# Survey Sampling Methods

Data Collection Techniques

The sampling method(s) used for a survey depends on several factors including:
• Budgetary constraints and available resources
• Information to be gathered from the survey
• Information known prior to running the survey

The following are the main survey sampling methods.

Simple Random Sample

This involves taking a random sample of n units from a population of size N.

In the following diagram, 48 units are randomly sampled from the survey population of 400. Disadvantage: It may not be as accurate as stratified sampling or as cheap as cluster sampling.

Stratified Sample

This involves dividing the population into non-overlapping blocks (strata) and taking a random sample(s) based around these blocks.  Stratified sampling can be done using either pre-stratification or post-stratification.

For pre-stratification, a random sample would be taken within each stratum.

For post-stratification, a random sample would be taken, and then estimates made from that sample would be weighted according to known population figures.

In the following diagram, 3 units are randomly sampled from each of the 16 groups. Example 1:

It is known that 50% of a population are male, and 50% are female.  People from the population are surveyed, to estimate something e.g. their employment status, opinions, buying habits etc.

If pre-stratification is used, two random samples are made – one for males, and one for females.  The sizes of each sample would ideally be equal.

If post-stratification is used, a single random sample is made with the sex of the survey participant noted.  A weighted estimate is made, to ensure proportional representation.

Example 2:

The demographic breakdown of a population is known, which includes sex, race and age group.  People from the population are surveyed to estimate something.

If pre-stratification is used, a random sample might be made for every combination of characteristics e.g. Asian females in their 20s, Caucasian males in their 30s etc.  The size of each sample would ideally be proportional to their population size.

If post-stratification is used, a single random sample is made with the sex, race and age group of the survey participant noted.  A computational technique known as rim-weighting (or raking) might be used, to form weights.  The weights would then used to make weighted estimates.

Cluster Sample

This involves sampling every unit from several randomly selected clusters.  Like with stratified sampling, it involves dividing the population into non-overlapping blocks (clusters).  The clusters usually relate to geographic proximity.

In the following diagram, 3 of the 16 available clusters were randomly sampled. Disadvantage: If the variation between clusters is great relative to the variation within clusters, cluster sampling can result in inaccurate estimates.

Example 1:

A survey is to be done, using individual households from a city as the sampling units.  The participants would be surveyed in person by an interviewer.

Instead of taking a simple random sample of households, it would be cheaper and less time consuming, to take a random sample of streets from the city, and then sample every household from that street.

Example 2:

A survey is to be done, using individual students from a school as the sampling unit.

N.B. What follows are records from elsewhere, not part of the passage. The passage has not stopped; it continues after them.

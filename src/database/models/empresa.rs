use sea_orm::entity::prelude::*;
use serde::{Deserialize, Serialize};

#[derive(Clone, Debug, PartialEq, Eq, DeriveEntityModel, Serialize, Deserialize)]
#[sea_orm(table_name = "empresas")]
pub struct Model {
    #[sea_orm(primary_key)]
    pub id: i32,
    pub nome: String,
    pub cnpj: String,
    pub endereco: String,
    pub email: String,
    pub telefone: String,
}

#[derive(Copy, Clone, Debug, EnumIter, DeriveRelation)]
pub enum Relation {
    #[sea_orm(has_many = "super::obrigacao_acessoria::Entity")]
    ObrigacaoAcessoria,
}

impl Related<super::obrigacao_acessoria::Entity> for Entity {
    fn to() -> RelationDef {
        Relation::ObrigacaoAcessoria.def()
    }
}

impl ActiveModelBehavior for ActiveModel {}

Instead of taking a large random sample of students from the school, it may be quicker (and cheaper) to sample every student from several randomly selected class rooms.

Systematic Sample

This involves sampling every kth unit from a listed population.

In the following diagram, every 10th unit is sampled. In the following diagram, every 6th unit is sampled. Advantage: Simple to explain and carry out.

Disadvantage: Inaccurate if there are patterns in the data that repeat at the same intervals.

Two-Stage Sample

The following diagram shows a two-stage sample.  In the first stage, 6 of the 16 available clusters were randomly sampled.  In the second stage, 12 units from each cluster were randomly sampled. The following diagram shows a two-stage sample.  In the first stage, 6 of the 16 available clusters were randomly sampled.  In the second stage, 12 units were systematically sampled from each cluster, taking every second unit.